Tuesday, January 13, 2009

Alembical: "America, Such as She Is"

Alembical is the first volume in what may become a series of novella anthologies from Paper Golem Press. Paper Golem has previously published Prime Codex, a reprint anthology. Alembical features stories from Jay Lake, Bruce Taylor, James Van Pelt, and Ray Vukcevich.

I'll be covering each of the four stories with brief reviews / blog posts.

The first story in Alembical is Jay Lake's "America, Such as She Is", an alternate history which posits that the United States lost World War II when Germany dropped two nuclear bombs on American cities - Portland and Baltimore. Franklin Delano Roosevelt is considered "the last freely elected president of the United States". The United States has become an occupied nation in the aftermath of the war, by Germany in the East and by Japan in the West.

That's what happened. It's not what the story is about.

"America, Such as She Is" is really three stories. Two of the stories are about people, both unnamed. One man traveling up the Pacific coast, stopping at a small town looking for somebody to the north who can help him, though the reader does not know what for. Not initially. He seems to be a drifter, but he's not just that. He is a former soldier, a man with a skill. A woman is a prostitute in a town which may be in the Pacific islands. The location does not truly matter, except that the town is occupied by a Japanese base and through this nameless woman's eyes we see the pain of an occupier. Through this woman's eyes we see that for the locals it does not matter who the occupiers are, only that there are occupiers.
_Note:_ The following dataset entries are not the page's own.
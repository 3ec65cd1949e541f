use std::fmt;

/// Application-specific error types.
#[derive(Debug, Clone)]
pub enum AppError {
    /// A required setting is missing or malformed.
    ConfigError(String),
    /// Network failure, timeout or non-success status from SIGA or MegaZap.
    TransportError(String),
    /// Error with context chain for better debugging.
    WithContext {
        /// The underlying source of the error.
        source: Box<AppError>,
        /// Additional context message.
        context: String,
    },
}

impl AppError {
    /// Returns true when the innermost error is a configuration error.
    pub fn is_config(&self) -> bool {
        match self {
            AppError::ConfigError(_) => true,
            AppError::TransportError(_) => false,
            AppError::WithContext { source, .. } => source.is_config(),
        }
    }

    /// Returns true when the innermost error came from an HTTP call.
    pub fn is_transport(&self) -> bool {
        match self {
            AppError::ConfigError(_) => false,
            AppError::TransportError(_) => true,
            AppError::WithContext { source, .. } => source.is_transport(),
        }
    }
}

impl fmt::Display for AppError {
    fn fmt(&self, f: &mut fmt::Formatter<'_>) -> fmt::Result {
        match self {
            AppError::ConfigError(msg) => write!(f, "Configuration error: {}", msg),
            AppError::TransportError(msg) => write!(f, "Transport error: {}", msg),
            AppError::WithContext { source, context } => {
                write!(f, "{}: {}", context, source)
            }
        }
    }
}

impl std::error::Error for AppError {
    fn source(&self) -> Option<&(dyn std::error::Error + 'static)> {
        match self {
            AppError::WithContext { source, .. } => Some(source.as_ref()),
            _ => None,
        }
    }
}

impl From<reqwest::Error> for AppError {
    /// Converts a `reqwest::Error` into an `AppError`.
    fn from(err: reqwest::Error) -> Self {
        AppError::TransportError(err.to_string())
    }
}

/// Extension trait for adding context to errors.
/// Similar to `anyhow::Context` but for our `AppError` type.
pub trait ResultExt<T> {
    /// Add context to an error.
    ///
    /// # Arguments
    ///
    /// * `context` - The context message to add.
    fn context(self, context: impl Into<String>) -> Result<T, AppError>;

    /// Add context lazily (only evaluated on error).
    ///
    /// # Arguments
    ///
    /// * `f` - A closure that produces the context message.
    fn with_context<F>(self, f: F) -> Result<T, AppError>
    where
        F: FnOnce() -> String;
}

impl<T> ResultExt<T> for Result<T, AppError> {
    fn context(self, context: impl Into<String>) -> Result<T, AppError> {
        self.map_err(|e| AppError::WithContext {
            source: Box::new(e),
            context: context.into(),
        })
    }

    fn with_context<F>(self, f: F) -> Result<T, AppError>
    where
        F: FnOnce() -> String,
    {
        self.map_err(|e| AppError::WithContext {
            source: Box::new(e),
            context: f(),
        })
    }
}
use std::path::PathBuf;

use clap::{ArgGroup, Parser, ValueEnum};

#[derive(Parser)]
#[command(name = "m4atidy")]
#[command(version = "0.1.0")]
#[command(about = "Normalize tags and filenames of Apple Lossless files")]
#[command(group(ArgGroup::new("target").required(true).args(["basedir", "filename"])))]
pub struct Cli {
    /// Base directory to scan recursively for m4a files
    #[arg(long, short = 'b')]
    pub basedir: Option<PathBuf>,

    /// Single m4a file to process
    #[arg(long, short = 'f')]
    pub filename: Option<PathBuf>,

    /// Rewrite text tags into their canonical form
    #[arg(long, short = 's')]
    pub sanitize: bool,

    /// Rename files to "<track> <artist> - <title>.m4a"
    #[arg(long, short = 'r')]
    pub rename: bool,

    /// Log every tag write and skip
    #[arg(long, short = 'd', default_value_t = false)]
    pub debug: bool,

    /// Suppress everything below warnings
    #[arg(long)]
    pub quiet: bool,

    /// Log line format
    #[arg(long, value_enum, default_value_t = OutputFormat::Text)]
    pub output: OutputFormat,

    /// Album name to write (album and album sort order)
    #[arg(long)]
    pub album: Option<String>,

    /// Artist name to write (artist, artist sort order, album artist)
    #[arg(long)]
    pub artist: Option<String>,

    /// Genre to write
    #[arg(long)]
    pub genre: Option<String>,
}

#[derive(Clone, Copy, Debug, Default, PartialEq, Eq, ValueEnum)]
pub enum OutputFormat {
    #[default]
    Text,
    Json,
}

/// Logging configuration derived from CLI flags
#[derive(Clone, Debug, Default)]
pub struct LogConfig {
    pub verbose: bool,
    pub quiet: bool,
    pub format: OutputFormat,
}

impl LogConfig {
    pub fn from_cli(cli: &Cli) -> Self {
        Self {
            verbose: cli.debug,
            quiet: cli.quiet,
            format: cli.output,
        }
    }
}
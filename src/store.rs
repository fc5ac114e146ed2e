use std::fmt;
use std::path::{Path, PathBuf};

use lofty::config::{ParseOptions, WriteOptions};
use lofty::file::{FileType, TaggedFileExt};
use lofty::prelude::*;
use lofty::probe::Probe;
use lofty::tag::{ItemKey, Tag, TagType};

/// The named tag slots this tool reads and writes.
#[derive(Debug, Clone, Copy, PartialEq, Eq, Hash)]
pub enum TagField {
    Album,
    AlbumSort,
    AlbumArtist,
    Artist,
    ArtistSort,
    Genre,
    TrackNumber,
    TrackTitle,
    TrackTitleSort,
    /// Release year (`©day`). Part of the slot set; no operation
    /// rewrites it.
    #[allow(dead_code)]
    Year,
}

impl TagField {
    /// The lofty key this field maps to. For MP4 these land in the
    /// usual `ilst` atoms (`©alb`, `soal`, `aART`, `©ART`, ...).
    fn item_key(self) -> ItemKey {
        match self {
            TagField::Album => ItemKey::AlbumTitle,
            TagField::AlbumSort => ItemKey::AlbumTitleSortOrder,
            TagField::AlbumArtist => ItemKey::AlbumArtist,
            TagField::Artist => ItemKey::TrackArtist,
            TagField::ArtistSort => ItemKey::TrackArtistSortOrder,
            TagField::Genre => ItemKey::Genre,
            TagField::TrackNumber => ItemKey::TrackNumber,
            TagField::TrackTitle => ItemKey::TrackTitle,
            TagField::TrackTitleSort => ItemKey::TrackTitleSortOrder,
            TagField::Year => ItemKey::RecordingDate,
        }
    }
}

impl fmt::Display for TagField {
    fn fmt(&self, f: &mut fmt::Formatter<'_>) -> fmt::Result {
        let name = match self {
            TagField::Album => "album",
            TagField::AlbumSort => "album-sort",
            TagField::AlbumArtist => "album-artist",
            TagField::Artist => "artist",
            TagField::ArtistSort => "artist-sort",
            TagField::Genre => "genre",
            TagField::TrackNumber => "track-number",
            TagField::TrackTitle => "track-title",
            TagField::TrackTitleSort => "track-title-sort",
            TagField::Year => "year",
        };
        f.write_str(name)
    }
}

#[derive(Debug, thiserror::Error)]
pub enum StoreError {
    /// The file could not be opened or parsed as a tagged container.
    #[error("{}: {}", path.display(), source)]
    Open {
        path: PathBuf,
        #[source]
        source: lofty::error::LoftyError,
    },
    /// The file parsed, but as some other container format.
    #[error("{} is not an m4a", .0.display())]
    NotAContainer(PathBuf),
    /// Writing the tag set back to disk failed.
    #[error("failed to save tags to {}: {}", path.display(), source)]
    Save {
        path: PathBuf,
        #[source]
        source: lofty::error::LoftyError,
    },
}

/// Narrow contract over one file's tag set. Nothing behind this trait is
/// assumed about on-disk layout beyond named slots holding scalar values.
pub trait TagStore {
    fn get(&self, field: TagField) -> Option<String>;
    fn set(&mut self, field: TagField, value: &str);
    /// The (current, total) track number pair, when present.
    fn track_number(&self) -> Option<(u32, Option<u32>)>;
    /// Persist the current tag set to disk.
    fn save(&mut self) -> Result<(), StoreError>;
    /// Point future saves at the file's new location after a rename.
    fn relocated(&mut self, path: &Path);
}

/// MP4 `ilst` tag set pulled into memory via lofty, saved back with
/// `save_to_path`.
pub struct LoftyStore {
    path: PathBuf,
    tag: Tag,
}

impl LoftyStore {
    /// Open `path` and read its tag set. Fails when the file is missing,
    /// unreadable, or not an MP4 container. A valid container with no
    /// tags yet gets an empty `ilst` tag.
    pub fn open(path: &Path) -> Result<Self, StoreError> {
        let tagged_file = Probe::open(path)
            .map_err(|source| StoreError::Open {
                path: path.to_path_buf(),
                source,
            })?
            .options(ParseOptions::new().read_properties(false))
            .read()
            .map_err(|source| StoreError::Open {
                path: path.to_path_buf(),
                source,
            })?;

        if tagged_file.file_type() != FileType::Mp4 {
            return Err(StoreError::NotAContainer(path.to_path_buf()));
        }

        let tag = tagged_file
            .primary_tag()
            .or_else(|| tagged_file.first_tag())
            .cloned()
            .unwrap_or_else(|| Tag::new(TagType::Mp4Ilst));

        Ok(Self {
            path: path.to_path_buf(),
            tag,
        })
    }
}

impl TagStore for LoftyStore {
    fn get(&self, field: TagField) -> Option<String> {
        match field {
            TagField::TrackNumber => self.tag.track().map(|n| n.to_string()),
            _ => self.tag.get_string(field.item_key()).map(str::to_string),
        }
    }

    fn set(&mut self, field: TagField, value: &str) {
        match field {
            TagField::TrackNumber => {
                if let Ok(number) = value.parse() {
                    self.tag.set_track(number);
                }
            }
            _ => {
                self.tag.insert_text(field.item_key(), value.to_string());
            }
        }
    }

    fn track_number(&self) -> Option<(u32, Option<u32>)> {
        self.tag.track().map(|n| (n, self.tag.track_total()))
    }

    fn save(&mut self) -> Result<(), StoreError> {
        self.tag
            .save_to_path(&self.path, WriteOptions::default())
            .map_err(|source| StoreError::Save {
                path: self.path.clone(),
                source,
            })
    }

    fn relocated(&mut self, path: &Path) {
        self.path = path.to_path_buf();
    }
}

#[cfg(test)]
pub(crate) mod testing {
    use super::*;
    use std::cell::RefCell;
    use std::collections::HashMap;
    use std::rc::Rc;

    #[derive(Default)]
    struct Inner {
        fields: HashMap<TagField, String>,
        track: Option<(u32, Option<u32>)>,
        saves: usize,
        fail_saves: bool,
        relocated_to: Option<PathBuf>,
    }

    /// In-memory stand-in for entity tests. Clones share state, so a
    /// test can keep a probe handle after boxing the store.
    #[derive(Clone, Default)]
    pub(crate) struct MemoryStore {
        inner: Rc<RefCell<Inner>>,
    }

    impl MemoryStore {
        pub(crate) fn with_field(self, field: TagField, value: &str) -> Self {
            self.inner
                .borrow_mut()
                .fields
                .insert(field, value.to_string());
            self
        }

        pub(crate) fn with_track(self, current: u32, total: Option<u32>) -> Self {
            self.inner.borrow_mut().track = Some((current, total));
            self
        }

        pub(crate) fn failing_saves(self) -> Self {
            self.inner.borrow_mut().fail_saves = true;
            self
        }

        pub(crate) fn field(&self, field: TagField) -> Option<String> {
            self.inner.borrow().fields.get(&field).cloned()
        }

        pub(crate) fn saves(&self) -> usize {
            self.inner.borrow().saves
        }

        pub(crate) fn relocated_to(&self) -> Option<PathBuf> {
            self.inner.borrow().relocated_to.clone()
        }
    }

    impl TagStore for MemoryStore {
        fn get(&self, field: TagField) -> Option<String> {
            match field {
                TagField::TrackNumber => self
                    .inner
                    .borrow()
                    .track
                    .map(|(current, _)| current.to_string()),
                _ => self.field(field),
            }
        }

        fn set(&mut self, field: TagField, value: &str) {
            self.inner
                .borrow_mut()
                .fields
                .insert(field, value.to_string());
        }

        fn track_number(&self) -> Option<(u32, Option<u32>)> {
            self.inner.borrow().track
        }

        fn save(&mut self) -> Result<(), StoreError> {
            let mut inner = self.inner.borrow_mut();
            if inner.fail_saves {
                return Err(StoreError::Save {
                    path: PathBuf::from("/memory"),
                    source: std::io::Error::other("save failed").into(),
                });
            }
            inner.saves += 1;
            Ok(())
        }

        fn relocated(&mut self, path: &Path) {
            self.inner.borrow_mut().relocated_to = Some(path.to_path_buf());
        }
    }
}
use std::fs;
use std::path::{Path, PathBuf};

use crate::file_utils;
use crate::logger::Logger;
use crate::sanitize::sanitize;
use crate::store::{LoftyStore, TagField, TagStore};

/// Extension for Apple Lossless files.
pub const M4A_EXT: &str = "m4a";

/// Fields rewritten by `sanitize_tags`, in processing order.
const SANITIZE_FIELDS: [TagField; 7] = [
    TagField::Album,
    TagField::AlbumSort,
    TagField::AlbumArtist,
    TagField::Artist,
    TagField::ArtistSort,
    TagField::TrackTitle,
    TagField::TrackTitleSort,
];

/// What a single tag write actually did.
#[derive(Debug, Clone, Copy, PartialEq, Eq)]
pub enum SetOutcome {
    /// The value differed, was written, and was saved.
    Updated,
    /// The stored value already matched; nothing was written.
    Unchanged,
    /// The field is not present in this file; writes to absent fields
    /// are skipped.
    Missing,
    /// The container never opened, so there is no tag store.
    Unavailable,
    /// The write went through but saving to disk failed; logged.
    Failed,
}

/// Result of a rename attempt. Every variant carries the computed
/// canonical path, so the caller always learns the target name.
#[derive(Debug, Clone, PartialEq, Eq)]
pub enum RenameOutcome {
    /// The file was moved to its canonical path.
    Moved(PathBuf),
    /// The file already had its canonical name; no filesystem call.
    Unchanged(PathBuf),
    /// The move failed (missing source or permissions); logged.
    Failed(PathBuf),
}

#[derive(Debug, thiserror::Error)]
pub enum M4aError {
    /// The container never opened; no tag data is available.
    #[error("{} has no readable tags", .0.display())]
    NoStore(PathBuf),
    /// A field required for the canonical filename is absent.
    #[error("{} is missing the {} tag", path.display(), field)]
    MissingField { path: PathBuf, field: TagField },
}

/// One open Apple Lossless file: its resolved path, its tag store, and
/// the logger it reports through.
pub struct M4aFile {
    path: PathBuf,
    basedir: PathBuf,
    store: Option<Box<dyn TagStore>>,
    logger: Logger,
}

impl M4aFile {
    /// Open an m4a file. An unreadable or non-MP4 container is logged
    /// and leaves the entity without a tag store; every later tag
    /// operation then reports `Unavailable` instead of touching disk.
    pub fn open(path: &Path, logger: Logger) -> Self {
        let path = fs::canonicalize(path).unwrap_or_else(|_| path.to_path_buf());
        let basedir = path.parent().map(Path::to_path_buf).unwrap_or_default();

        let store: Option<Box<dyn TagStore>> = match LoftyStore::open(&path) {
            Ok(store) => Some(Box::new(store)),
            Err(err) => {
                logger.info(&err.to_string());
                None
            }
        };

        Self {
            path,
            basedir,
            store,
            logger,
        }
    }

    #[cfg(test)]
    pub(crate) fn with_store(
        path: PathBuf,
        store: Option<Box<dyn TagStore>>,
        logger: Logger,
    ) -> Self {
        let basedir = path.parent().map(Path::to_path_buf).unwrap_or_default();
        Self {
            path,
            basedir,
            store,
            logger,
        }
    }

    /// Current on-disk location of the file.
    pub fn path(&self) -> &Path {
        &self.path
    }

    /// Write `value` into `field` and save immediately. Absent fields
    /// and values that already match are skipped.
    pub fn set_tag(&mut self, field: TagField, value: &str) -> SetOutcome {
        let Some(store) = self.store.as_mut() else {
            self.logger.debug(&format!(
                "{}: no tag store, skipping {field}",
                self.path.display()
            ));
            return SetOutcome::Unavailable;
        };

        let Some(current) = store.get(field) else {
            self.logger
                .debug(&format!("{}: {field} not found", self.path.display()));
            return SetOutcome::Missing;
        };

        if current == value {
            return SetOutcome::Unchanged;
        }

        self.logger.tag_set(&self.path, field, value);
        store.set(field, value);
        match store.save() {
            Ok(()) => SetOutcome::Updated,
            Err(err) => {
                self.logger.error(&err.to_string());
                SetOutcome::Failed
            }
        }
    }

    /// Update the album tags (album and album sort order) together.
    pub fn set_album(&mut self, album: &str) {
        for field in [TagField::Album, TagField::AlbumSort] {
            self.set_tag(field, album);
        }
    }

    /// Update the artist tags (artist, artist sort order, album artist)
    /// together.
    pub fn set_artist(&mut self, artist: &str) {
        for field in [TagField::Artist, TagField::ArtistSort, TagField::AlbumArtist] {
            self.set_tag(field, artist);
        }
    }

    /// Update the genre tag.
    pub fn set_genre(&mut self, genre: &str) {
        self.set_tag(TagField::Genre, genre);
    }

    /// Rewrite one field to its canonical form.
    pub fn sanitize_field(&mut self, field: TagField) -> SetOutcome {
        let Some(store) = self.store.as_ref() else {
            self.logger.debug(&format!(
                "{}: no tag store, skipping {field}",
                self.path.display()
            ));
            return SetOutcome::Unavailable;
        };

        let Some(current) = store.get(field) else {
            self.logger
                .debug(&format!("{}: {field} not found", self.path.display()));
            return SetOutcome::Missing;
        };

        self.set_tag(field, &sanitize(&current))
    }

    /// Canonicalize the text tags that feed display and filenames. A
    /// missing field is skipped; the remaining fields are still
    /// processed.
    pub fn sanitize_tags(&mut self) {
        for field in SANITIZE_FIELDS {
            self.sanitize_field(field);
        }
    }

    fn required_tag(&self, field: TagField) -> Result<String, M4aError> {
        self.store
            .as_ref()
            .ok_or_else(|| M4aError::NoStore(self.path.clone()))?
            .get(field)
            .ok_or_else(|| M4aError::MissingField {
                path: self.path.clone(),
                field,
            })
    }

    /// Compose `"<dir>/<NN> <artist> - <title>.m4a"` from the tags as
    /// they currently stand. Pure: nothing is written.
    pub fn canonical_filename(&self) -> Result<PathBuf, M4aError> {
        let artist = self.required_tag(TagField::Artist)?;
        let title = self.required_tag(TagField::TrackTitle)?;
        let (track, _total) = self
            .store
            .as_ref()
            .ok_or_else(|| M4aError::NoStore(self.path.clone()))?
            .track_number()
            .ok_or_else(|| M4aError::MissingField {
                path: self.path.clone(),
                field: TagField::TrackNumber,
            })?;

        Ok(self
            .basedir
            .join(format!("{track:02} {artist} - {title}.{M4A_EXT}")))
    }

    /// Sanitize the artist and track title tags, then compose the
    /// canonical filename from the result. The sanitization writes
    /// through to the store, so this is not a pure query.
    pub fn generate_filename(&mut self) -> Result<PathBuf, M4aError> {
        for field in [TagField::Artist, TagField::TrackTitle] {
            self.sanitize_field(field);
        }
        self.canonical_filename()
    }

    /// Move the file to its canonical name. An already-canonical name
    /// is a no-op; a failed move is logged and reported, never raised.
    pub fn rename(&mut self) -> Result<RenameOutcome, M4aError> {
        let target = self.generate_filename()?;
        if target == self.path {
            return Ok(RenameOutcome::Unchanged(target));
        }

        self.logger.rename(&self.path, &target);
        match file_utils::move_file(&self.path, &target) {
            Ok(()) => {
                self.path = target.clone();
                if let Some(store) = self.store.as_mut() {
                    store.relocated(&target);
                }
                Ok(RenameOutcome::Moved(target))
            }
            Err(err) => {
                self.logger.debug(&format!(
                    "cannot rename {} to {}: {err}",
                    self.path.display(),
                    target.display()
                ));
                Ok(RenameOutcome::Failed(target))
            }
        }
    }
}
The third story comes out through both the woman and the man, though mostly from the man. Through these storylines, and through excerpts of speeches and newspaper articles, the fallen America becomes a character and becomes a story itself. Jay Lake manages to get across the emotional and economic depression that would surely come from America's defeat and from German and Japanese occupation, and from the eventual (yet natural) co-opting of America by German (read, Nazi) values.

"America, Such as She Is" is perhaps the most realistic alternate history I’ve read. I've had the chance to read a handful (maybe a double handful) of Jay Lake’s fiction and of those stories, this is quite easily his best.

Brutal story. Excellent story.

If this is the opener to Alembical, I have to wonder what the other three stories bring to the table. "America, Such as She Is" is outstanding. If Mr. Lake is ever inclined to write more stories with this settting, or expand the idea into a novel - I'm there. If not, I count myself lucky to had the chance to read this one.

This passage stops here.